Alex Rosenberg joins Fresh Fiction to talk about his novel THE GIRL FROM KRAKOW.

Jen: WWII is an event that has been written about extensively. What compelled you to write THE GIRL FROM KRAKOW and why did you have to tell this story?

Alex: For obvious reasons that war is a touchstone for many lives, mine in particular. The story in part traces the real lives of six people I knew growing up, and whose experiences shaped my take on things from an early age. I helped tell the real story of one of these people in a memoir published about 25 years ago. Then, after thinking about what wartime really meant to people who experienced it, and what the war as a historical event meant to me, I had to write my version, less constrained by the actual trajectories of the real people but faithful to their fates as I saw them.

Jen: The characters in THE GIRL FROM KRAKOW change their names for various reasons, for protection, to hide who they are, or to become someone new. With each change in name, there seems to be a change in identity. What do you think is so defining about a name, by saying to the world “I am ___”? And do you feel people can change identity by claiming a new name?

Alex: The two main characters of THE GIRL FROM KRAKOW forge new identities when they change their names, one by choice, the other by necessity. However identities are never fixed and each of our selves is changing all the time. A new name can sometimes be the occasion for a radical break in personal identity. But in my story, the male character doesn’t really change at all. He’s too satisfied with the self he started with, while the true heroine of the story tries hard to make herself a different person to survive because she has to. But she can’t quite do it and it gets her into trouble repeatedly.

Jen: Darwin’s Theory of Evolution figures heavily into the story. You do a fabulous job of explaining the theory but in also explaining why and how the Nazis could apply this theory incorrectly for their own purposes. What are the dangers in applying scientific theory to philosophical questions?

Alex: The real danger is applying science or philosophy to literature. It’s very hard to do so without boring readers. The parts of my story in which characters argue about these matters were the most difficult for me to write. Thomas Mann didn’t succeed in THE MAGIC MOUTAIN. Why should I do better? Anyway, I suspect lots of readers may even skip those conversations. That’s OK.

As for your question, I don’t think there are dangers turning science into philosophy. After all philosophy addresses the questions science can’t answer yet. So, as scientific knowledge increases, it has to answer questions once the preserve of philosophy.

The real danger is to turn good science into bad philosophy, or even worse dangerous ideology. That’s what Nazis did with Darwin, and a small part of my aim was to explain why, but without breaking up the tension of my narrative. I hope in doing so I didn’t distract readers from the mystery and the adventure. Jen: Which writers have inspired you the most in your writing and what one piece of advice would you give to new writers?

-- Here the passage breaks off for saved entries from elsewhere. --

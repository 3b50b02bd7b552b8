//! Bearer-token acquisition for the daemon host.
//!
//! The dispatch core never constructs or refreshes credentials; it only sees
//! [`crate::request::Transport`]. This module supplies the opaque "get
//! bearer token" capability behind that transport: a [`TokenProvider`] trait
//! plus an OAuth2 client-credentials implementation.

use std::time::{Duration, Instant};

use async_trait::async_trait;
use http::StatusCode;
use serde::Deserialize;
use thiserror::Error;
use tokio::sync::Mutex;
use tracing::debug;

/// Errors from token acquisition.
#[derive(Debug, Error)]
pub enum AuthError {
    /// The token request itself failed at the HTTP layer.
    #[error("token request failed: {0}")]
    Request(#[from] reqwest::Error),
    /// The authority answered with a non-success status.
    #[error("token endpoint rejected the request ({status}): {body}")]
    Rejected { status: u16, body: String },
    /// Client-credentials scopes must be of the `resource/.default` shape;
    /// the authority rejects anything else with a distinctive error code.
    #[error("scope '{scope}' not accepted by the authority")]
    ScopeNotSupported { scope: String },
    /// The authority answered 2xx but the body was not a token response.
    #[error("malformed token response: {0}")]
    Malformed(#[from] serde_json::Error),
}

/// Opaque source of bearer tokens.
#[async_trait]
pub trait TokenProvider: Send + Sync {
    /// Current bearer token, fetched or refreshed as needed.
    async fn bearer_token(&self) -> Result<String, AuthError>;
}

/// Fixed token, for tests and pre-issued credentials.
#[derive(Debug, Clone)]
pub struct StaticTokenProvider {
    token: String,
}

impl StaticTokenProvider {
    pub fn new(token: impl Into<String>) -> Self {
        Self { token: token.into() }
    }
}

#[async_trait]
impl TokenProvider for StaticTokenProvider {
    async fn bearer_token(&self) -> Result<String, AuthError> {
        Ok(self.token.clone())
    }
}

#[derive(Debug, Deserialize)]
struct TokenResponse {
    access_token: String,
    #[serde(default = "TokenResponse::default_expiry")]
    expires_in: u64,
}

impl TokenResponse {
    fn default_expiry() -> u64 {
        3600
    }
}

#[derive(Debug)]
struct CachedToken {
    token: String,
    expires_at: Instant,
}

/// Refresh this long before the authority's stated expiry.
const EXPIRY_LEEWAY: Duration = Duration::from_secs(60);

/// OAuth2 client-credentials flow against a token endpoint. Tokens are
/// cached and refreshed shortly before expiry, so callers can ask for the
/// token on every request without hammering the authority.
pub struct ClientCredentialsProvider {
    http: reqwest::Client,
    token_url: String,
    client_id: String,
    client_secret: String,
    scope: String,
    cached: Mutex<Option<CachedToken>>,
}

impl ClientCredentialsProvider {
    pub fn new(
        http: reqwest::Client,
        token_url: impl Into<String>,
        client_id: impl Into<String>,
        client_secret: impl Into<String>,
        scope: impl Into<String>,
    ) -> Self {
        Self {
            http,
            token_url: token_url.into(),
            client_id: client_id.into(),
            client_secret: client_secret.into(),
            scope: scope.into(),
            cached: Mutex::new(None),
        }
    }

    async fn fetch(&self) -> Result<CachedToken, AuthError> {
        let params = [
            ("grant_type", "client_credentials"),
            ("client_id", self.client_id.as_str()),
            ("client_secret", self.client_secret.as_str()),
            ("scope", self.scope.as_str()),
        ];
        let response = self.http.post(&self.token_url).form(&params).send().await?;
        let status = response.status();
        let body = response.text().await?;
        let parsed = parse_token_response(status, &body, &self.scope)?;
        let ttl = Duration::from_secs(parsed.expires_in).saturating_sub(EXPIRY_LEEWAY);
        Ok(CachedToken { token: parsed.access_token, expires_at: Instant::now() + ttl })
    }
}

#[async_trait]
impl TokenProvider for ClientCredentialsProvider {
    async fn bearer_token(&self) -> Result<String, AuthError> {
        let mut cached = self.cached.lock().await;
        if let Some(entry) = cached.as_ref() {
            if entry.expires_at > Instant::now() {
                return Ok(entry.token.clone());
            }
        }
        let fresh = self.fetch().await?;
        debug!("bearer token refreshed");
        let token = fresh.token.clone();
        *cached = Some(fresh);
        Ok(token)
    }
}

fn parse_token_response(
    status: StatusCode,
    body: &str,
    scope: &str,
) -> Result<TokenResponse, AuthError> {
    if !status.is_success() {
        // AADSTS70011 is the authority's "scope is not resource/.default"
        // rejection; name it so operators fix the scope instead of chasing
        // HTTP noise.
        if body.contains("AADSTS70011") || body.contains("invalid_scope") {
            return Err(AuthError::ScopeNotSupported { scope: scope.to_string() });
        }
        return Err(AuthError::Rejected { status: status.as_u16(), body: body.to_string() });
    }
    Ok(serde_json::from_str(body)?)
}
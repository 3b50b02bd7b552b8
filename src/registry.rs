//! Named policy registry resolved by the dispatcher.
//!
//! The registry is populated once at startup and read-mostly afterwards, so
//! resolution takes a read lock and concurrent request flows never serialize
//! on each other. Registration fails on duplicate keys rather than silently
//! replacing a policy another component already resolved by name.

use std::collections::hash_map::Entry;
use std::collections::HashMap;
use std::sync::RwLock;

use thiserror::Error;

use crate::policy::Policy;

/// Well-known policy keys agreed between the dispatcher and the registry at
/// startup.
pub mod keys {
    /// Bounded wait-and-retry, applied to idempotent requests.
    pub const RETRYING: &str = "retrying";
    /// Single-shot execution, applied to everything else.
    pub const PASSTHROUGH: &str = "passthrough";
}

/// Configuration errors from the registry. These belong to startup, not the
/// per-request path: the dispatcher validates its keys when constructed.
#[derive(Debug, Clone, PartialEq, Eq, Error)]
pub enum RegistryError {
    #[error("policy '{key}' is already registered")]
    DuplicateKey { key: String },
    #[error("policy '{key}' not found")]
    UnknownPolicy { key: String },
}

/// Map of policy key → policy.
#[derive(Debug, Default)]
pub struct PolicyRegistry {
    inner: RwLock<HashMap<String, Policy>>,
}

impl PolicyRegistry {
    pub fn new() -> Self {
        Self::default()
    }

    /// Registry preloaded with the two standard policies under their
    /// well-known keys.
    pub fn with_standard_policies(retrying: Policy) -> Self {
        let mut map = HashMap::new();
        map.insert(keys::RETRYING.to_string(), retrying);
        map.insert(keys::PASSTHROUGH.to_string(), Policy::passthrough());
        Self { inner: RwLock::new(map) }
    }

    /// Register `policy` under `key`. Keys are unique; a second registration
    /// for the same key fails.
    pub fn register(&self, key: impl Into<String>, policy: Policy) -> Result<(), RegistryError> {
        let key = key.into();
        let mut map = self.inner.write().expect("policy registry poisoned");
        match map.entry(key) {
            Entry::Occupied(entry) => {
                Err(RegistryError::DuplicateKey { key: entry.key().clone() })
            }
            Entry::Vacant(slot) => {
                slot.insert(policy);
                Ok(())
            }
        }
    }

    /// Look up the policy registered under `key`.
    pub fn resolve(&self, key: &str) -> Result<Policy, RegistryError> {
        let map = self.inner.read().expect("policy registry poisoned");
        map.get(key).cloned().ok_or_else(|| RegistryError::UnknownPolicy { key: key.to_string() })
    }

    /// Fail fast if any referenced key is missing. Called by the dispatcher
    /// at construction so stringly-typed lookups cannot fail mid-request.
    pub fn validate(&self, required: &[&str]) -> Result<(), RegistryError> {
        let map = self.inner.read().expect("policy registry poisoned");
        for key in required {
            if !map.contains_key(*key) {
                return Err(RegistryError::UnknownPolicy { key: (*key).to_string() });
            }
        }
        Ok(())
    }
}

Alex: I think the most important writer of the 20th century was Alexander Solzhenitsyn. His novel, IN THE FIRST CIRCLE was worthy of the Nobel Prize and his history, THE GULAG ARCHIPELAGO did as much as any other thing to bring down an empire. I was less happy with his later thoughts and works. But he inspired me with the power of literature to move people. Without it I might not have been motivated to try to move people in my own way by writing THE GIRL FROM KRAKOW.

A quite different writer who ‘inspired’ me was, as many readers and some critics have recognized, Alan Furst. He’s the only contemporary novelist whose books I have enjoyed so much I’ve reread them. My conscious style however owes more to Ian McEwan, whose sparing use of metaphors I try to emulate.

Advice to new writers: rewrite.

Jen: What can readers look forward to from you in the future?

Alex: I am finishing a mystery. It's set in Oxford in the late 1950s, with flashbacks to New York in the 30s and the war. The story follows an American history professor who wins the Pulitzer Prize, is black listed and moves to England, where he is framed for murder. Two women, his lover and his solicitor, set about to free him from prison by discovering who framed him and why.

Jen: Sounds interesting and that is such a fascinating time period! Thank you for joining us.

About Alex Rosenberg

When he's not writing historical novels, Alex Rosenberg is a professor of philosophy at Duke University.

Alex's first novel, "The Girl From Krakow," is a thriller that explores how a young woman and her lover navigate the dangerous thirties, the firestorm of war in Europe, and how they make sense of their survival.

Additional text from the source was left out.